● Exercise directions
Among the records below, find each line that includes the string "yellow" and copy it.
Data below:
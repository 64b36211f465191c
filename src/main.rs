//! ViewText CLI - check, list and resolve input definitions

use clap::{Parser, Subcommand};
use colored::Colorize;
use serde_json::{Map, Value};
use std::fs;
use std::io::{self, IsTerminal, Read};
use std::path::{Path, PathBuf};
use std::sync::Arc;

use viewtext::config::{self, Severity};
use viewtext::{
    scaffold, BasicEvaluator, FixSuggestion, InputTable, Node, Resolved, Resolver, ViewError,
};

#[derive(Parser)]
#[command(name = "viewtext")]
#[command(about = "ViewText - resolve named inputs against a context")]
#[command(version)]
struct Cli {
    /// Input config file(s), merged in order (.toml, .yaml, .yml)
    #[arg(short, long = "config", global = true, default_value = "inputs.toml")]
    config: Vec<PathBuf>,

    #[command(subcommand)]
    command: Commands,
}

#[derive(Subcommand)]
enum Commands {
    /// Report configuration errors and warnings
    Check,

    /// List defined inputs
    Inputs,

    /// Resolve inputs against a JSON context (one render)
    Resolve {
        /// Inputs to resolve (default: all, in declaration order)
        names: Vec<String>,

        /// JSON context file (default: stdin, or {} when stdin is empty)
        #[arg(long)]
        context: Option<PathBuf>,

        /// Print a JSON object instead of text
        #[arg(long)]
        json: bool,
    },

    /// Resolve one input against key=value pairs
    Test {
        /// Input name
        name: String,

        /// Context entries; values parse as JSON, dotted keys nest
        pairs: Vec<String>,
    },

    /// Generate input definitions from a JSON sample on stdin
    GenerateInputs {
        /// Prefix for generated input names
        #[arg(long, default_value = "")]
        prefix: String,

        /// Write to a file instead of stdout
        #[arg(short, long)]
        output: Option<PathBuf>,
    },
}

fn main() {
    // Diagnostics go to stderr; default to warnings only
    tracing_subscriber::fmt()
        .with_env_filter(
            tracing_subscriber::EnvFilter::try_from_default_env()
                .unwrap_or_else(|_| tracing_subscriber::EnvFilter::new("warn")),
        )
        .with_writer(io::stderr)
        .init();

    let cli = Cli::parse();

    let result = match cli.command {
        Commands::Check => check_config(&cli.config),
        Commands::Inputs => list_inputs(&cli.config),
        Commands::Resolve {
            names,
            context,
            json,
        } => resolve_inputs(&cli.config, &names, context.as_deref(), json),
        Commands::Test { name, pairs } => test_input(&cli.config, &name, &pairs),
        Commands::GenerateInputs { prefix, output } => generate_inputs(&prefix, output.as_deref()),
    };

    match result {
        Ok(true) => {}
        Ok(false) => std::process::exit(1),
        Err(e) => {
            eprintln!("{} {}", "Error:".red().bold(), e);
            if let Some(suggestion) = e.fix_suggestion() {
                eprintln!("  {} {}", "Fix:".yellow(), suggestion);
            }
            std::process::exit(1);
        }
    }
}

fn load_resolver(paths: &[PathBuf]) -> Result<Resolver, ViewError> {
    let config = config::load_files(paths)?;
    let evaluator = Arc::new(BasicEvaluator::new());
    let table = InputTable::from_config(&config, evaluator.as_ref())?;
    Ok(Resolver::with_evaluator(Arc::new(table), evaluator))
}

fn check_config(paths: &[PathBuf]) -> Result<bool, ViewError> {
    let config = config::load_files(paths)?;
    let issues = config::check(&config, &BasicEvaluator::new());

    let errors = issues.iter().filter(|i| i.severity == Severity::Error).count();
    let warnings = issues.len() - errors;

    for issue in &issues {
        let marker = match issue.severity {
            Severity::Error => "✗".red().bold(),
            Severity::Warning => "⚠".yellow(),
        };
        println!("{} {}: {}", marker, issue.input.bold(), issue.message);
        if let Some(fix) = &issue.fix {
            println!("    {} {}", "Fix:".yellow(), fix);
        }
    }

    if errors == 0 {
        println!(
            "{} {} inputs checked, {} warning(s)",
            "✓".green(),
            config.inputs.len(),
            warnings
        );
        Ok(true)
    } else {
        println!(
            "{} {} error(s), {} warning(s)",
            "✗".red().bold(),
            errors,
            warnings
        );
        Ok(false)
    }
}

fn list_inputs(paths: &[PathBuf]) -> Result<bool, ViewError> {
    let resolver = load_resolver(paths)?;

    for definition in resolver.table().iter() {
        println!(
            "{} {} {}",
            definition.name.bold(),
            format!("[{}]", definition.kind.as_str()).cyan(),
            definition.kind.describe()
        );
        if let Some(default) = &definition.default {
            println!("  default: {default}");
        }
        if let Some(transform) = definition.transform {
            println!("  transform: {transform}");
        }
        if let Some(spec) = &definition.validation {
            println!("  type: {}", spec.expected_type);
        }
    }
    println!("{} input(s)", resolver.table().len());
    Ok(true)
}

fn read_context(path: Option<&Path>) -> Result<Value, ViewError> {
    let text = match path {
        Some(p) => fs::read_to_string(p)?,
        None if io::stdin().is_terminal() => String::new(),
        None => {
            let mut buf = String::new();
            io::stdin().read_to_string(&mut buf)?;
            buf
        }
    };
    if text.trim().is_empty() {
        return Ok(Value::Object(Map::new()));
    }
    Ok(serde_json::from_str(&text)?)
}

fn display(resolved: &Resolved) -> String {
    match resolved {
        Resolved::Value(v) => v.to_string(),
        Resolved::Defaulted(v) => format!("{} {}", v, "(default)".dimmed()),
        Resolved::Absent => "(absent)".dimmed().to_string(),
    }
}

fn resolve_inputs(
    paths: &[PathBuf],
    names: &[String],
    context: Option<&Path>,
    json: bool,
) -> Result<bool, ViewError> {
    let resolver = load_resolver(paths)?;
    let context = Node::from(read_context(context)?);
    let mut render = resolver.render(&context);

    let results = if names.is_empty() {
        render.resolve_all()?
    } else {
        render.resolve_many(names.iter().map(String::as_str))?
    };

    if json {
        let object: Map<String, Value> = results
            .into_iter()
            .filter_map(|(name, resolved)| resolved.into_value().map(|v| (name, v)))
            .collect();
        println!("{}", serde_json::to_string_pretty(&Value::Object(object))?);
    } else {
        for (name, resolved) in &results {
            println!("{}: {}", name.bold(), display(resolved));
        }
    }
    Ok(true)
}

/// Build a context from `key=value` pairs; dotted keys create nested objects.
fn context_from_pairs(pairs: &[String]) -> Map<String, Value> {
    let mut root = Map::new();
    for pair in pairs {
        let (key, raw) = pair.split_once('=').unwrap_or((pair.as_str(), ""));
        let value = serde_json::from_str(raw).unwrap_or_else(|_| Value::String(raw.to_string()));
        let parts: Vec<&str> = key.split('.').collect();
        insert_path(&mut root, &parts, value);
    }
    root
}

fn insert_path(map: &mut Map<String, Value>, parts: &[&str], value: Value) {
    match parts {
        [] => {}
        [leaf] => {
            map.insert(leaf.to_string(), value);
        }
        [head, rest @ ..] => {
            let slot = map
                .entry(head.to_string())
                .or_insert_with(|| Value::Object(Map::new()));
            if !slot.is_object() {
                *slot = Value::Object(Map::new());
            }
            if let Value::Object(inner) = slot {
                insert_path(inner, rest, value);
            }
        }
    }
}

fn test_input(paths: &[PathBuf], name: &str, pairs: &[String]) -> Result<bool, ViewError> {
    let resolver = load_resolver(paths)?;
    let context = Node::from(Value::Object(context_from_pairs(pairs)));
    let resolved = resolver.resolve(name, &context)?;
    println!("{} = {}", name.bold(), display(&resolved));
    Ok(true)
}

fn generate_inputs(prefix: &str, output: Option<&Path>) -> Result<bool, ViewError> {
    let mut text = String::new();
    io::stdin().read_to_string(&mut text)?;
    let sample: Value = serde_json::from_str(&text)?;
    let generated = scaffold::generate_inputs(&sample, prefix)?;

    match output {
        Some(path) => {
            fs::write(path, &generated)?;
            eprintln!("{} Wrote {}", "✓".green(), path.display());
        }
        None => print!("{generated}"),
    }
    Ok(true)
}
End of Data.
● Task solution
                eprintln!("  {} {}", "Fix:".yellow(), suggestion);
            Severity::Warning => "⚠".yellow(),
            println!("    {} {}", "Fix:".yellow(), fix);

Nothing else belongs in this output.